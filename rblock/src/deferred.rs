/// A value that is produced from its source on first access and kept after.
#[derive(Debug)]
pub enum Deferred<T, S> {
    Unloaded(S),
    Loaded(T),
}

impl<T, S> Deferred<T, S> {
    pub fn is_loaded(&self) -> bool {
        matches!(self, Deferred::Loaded(_))
    }

    pub fn get(&self) -> Option<&T> {
        match self {
            Deferred::Loaded(x) => Some(x),
            Deferred::Unloaded(_) => None,
        }
    }

    pub fn source(&self) -> Option<&S> {
        match self {
            Deferred::Loaded(_) => None,
            Deferred::Unloaded(x) => Some(x),
        }
    }

    /// Runs `load` at most once. A failed load leaves the source in place so
    /// a later call can try again.
    pub fn force<E, F>(&mut self, load: F) -> Result<&T, E>
    where
        F: FnOnce(&S) -> Result<T, E>,
    {
        if let Deferred::Unloaded(source) = self {
            let value = load(source)?;
            *self = Deferred::Loaded(value);
        }

        match self {
            Deferred::Loaded(x) => Ok(x),
            Deferred::Unloaded(_) => unreachable!("deferred value was just loaded"),
        }
    }
}
use std::cell::{Cell, RefCell};
use std::fmt;
use std::rc::Rc;

use encoding_rs::Encoding;
use log::trace;

use rcore::{BlockDescription, BlockId, ByteOrder, FieldType, Interpreted};

use crate::block::BlockRef;
use crate::convert::converter_for;
use crate::deferred::Deferred;
use crate::error::{BlockError, Result};
use crate::medium_data::MediumDataProvider;

pub enum BinarySource {
    Medium {
        provider: MediumDataProvider,
        offset: u64,
        size: u64,
    },
    Interpreted,
}

pub enum InterpretedSource {
    Binary,
}

/// Smallest unit of a container. The binary and the interpreted value are
/// converted from each other on first access and kept.
pub struct Field {
    desc: Rc<BlockDescription>,
    sequence_number: usize,
    offset: Option<u64>,
    parent: Option<BlockRef>,
    byte_order: Option<ByteOrder>,
    encoding: Option<&'static Encoding>,
    size: Cell<Option<u64>>,
    binary: RefCell<Deferred<Vec<u8>, BinarySource>>,
    interpreted: RefCell<Deferred<Interpreted, InterpretedSource>>,
}

impl Field {
    /// Field backed by `size` bytes of the medium, read now unless `size`
    /// is above `lazy_threshold`.
    #[allow(clippy::too_many_arguments)]
    pub(crate) fn from_medium(
        desc: Rc<BlockDescription>,
        sequence_number: usize,
        parent: Option<BlockRef>,
        offset: u64,
        size: u64,
        provider: &MediumDataProvider,
        byte_order: Option<ByteOrder>,
        encoding: Option<&'static Encoding>,
        lazy_threshold: u64,
    ) -> Result<Field> {
        let binary = if size > lazy_threshold {
            trace!("Field {} at {} is read lazily ({} bytes)", desc.id, offset, size);
            Deferred::Unloaded(BinarySource::Medium {
                provider: provider.clone(),
                offset,
                size,
            })
        } else {
            Deferred::Loaded(provider.get_data(offset, size)?)
        };

        Ok(Field {
            desc,
            sequence_number,
            offset: Some(offset),
            parent,
            byte_order,
            encoding,
            size: Cell::new(Some(size)),
            binary: RefCell::new(binary),
            interpreted: RefCell::new(Deferred::Unloaded(InterpretedSource::Binary)),
        })
    }

    /// Field that only exists as a value so far, its size is unknown until
    /// the binary value was produced.
    pub fn from_interpreted(
        desc: Rc<BlockDescription>,
        sequence_number: usize,
        parent: Option<BlockRef>,
        value: Interpreted,
        byte_order: Option<ByteOrder>,
        encoding: Option<&'static Encoding>,
    ) -> Field {
        Field {
            desc,
            sequence_number,
            offset: None,
            parent,
            byte_order,
            encoding,
            size: Cell::new(None),
            binary: RefCell::new(Deferred::Unloaded(BinarySource::Interpreted)),
            interpreted: RefCell::new(Deferred::Loaded(value)),
        }
    }

    pub fn id(&self) -> &BlockId {
        &self.desc.id
    }

    pub fn description(&self) -> &BlockDescription {
        &self.desc
    }

    pub fn field_type(&self) -> FieldType {
        self.desc.field_type().unwrap_or_default()
    }

    pub fn sequence_number(&self) -> usize {
        self.sequence_number
    }

    pub fn offset(&self) -> Option<u64> {
        self.offset
    }

    pub fn parent(&self) -> Option<&BlockRef> {
        self.parent.as_ref()
    }

    pub fn byte_order(&self) -> Option<ByteOrder> {
        self.byte_order
    }

    pub fn character_encoding(&self) -> Option<&'static Encoding> {
        self.encoding
    }

    pub fn size(&self) -> Option<u64> {
        self.size.get()
    }

    pub fn is_loaded(&self) -> bool {
        self.binary.borrow().is_loaded()
    }

    pub fn binary_value(&self) -> Result<Vec<u8>> {
        let mut binary = self.binary.borrow_mut();
        let value = binary.force(|source| match source {
            BinarySource::Medium {
                provider,
                offset,
                size,
            } => {
                trace!("Loading lazy field {} at {}", self.desc.id, offset);
                provider.get_data(*offset, *size)
            }
            BinarySource::Interpreted => {
                let interpreted = self.interpreted.borrow();
                match interpreted.get() {
                    Some(value) => converter_for(self.field_type()).to_binary(
                        value,
                        &self.desc,
                        self.byte_order,
                        self.encoding,
                    ),
                    None => Err(BlockError::InterpretedConversion {
                        id: self.desc.id.clone(),
                        reason: "field has neither a binary nor an interpreted value".into(),
                    }),
                }
            }
        })?;

        // Size is fixed by the first binary value
        if self.size.get().is_none() {
            self.size.set(Some(value.len() as u64));
        }
        Ok(value.clone())
    }

    pub fn interpreted_value(&self) -> Result<Interpreted> {
        if let Some(value) = self.interpreted.borrow().get() {
            return Ok(value.clone());
        }

        let binary = self.binary_value()?;
        let mut interpreted = self.interpreted.borrow_mut();
        let value = interpreted.force(|_| {
            converter_for(self.field_type()).to_interpreted(
                &binary,
                &self.desc,
                self.byte_order,
                self.encoding,
            )
        })?;
        Ok(value.clone())
    }
}

impl fmt::Debug for Field {
    fn fmt(&self, f: &mut fmt::Formatter<'_>) -> fmt::Result {
        f.debug_struct("Field")
            .field("id", &self.desc.id)
            .field("sequence_number", &self.sequence_number)
            .field("offset", &self.offset)
            .field("size", &self.size.get())
            .field("loaded", &self.is_loaded())
            .finish()
    }
}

════════

Go line by line through the data above and report each one that holds the string "BlockError".

### Exercise response
use crate::error::{BlockError, Result};
                    None => Err(BlockError::InterpretedConversion {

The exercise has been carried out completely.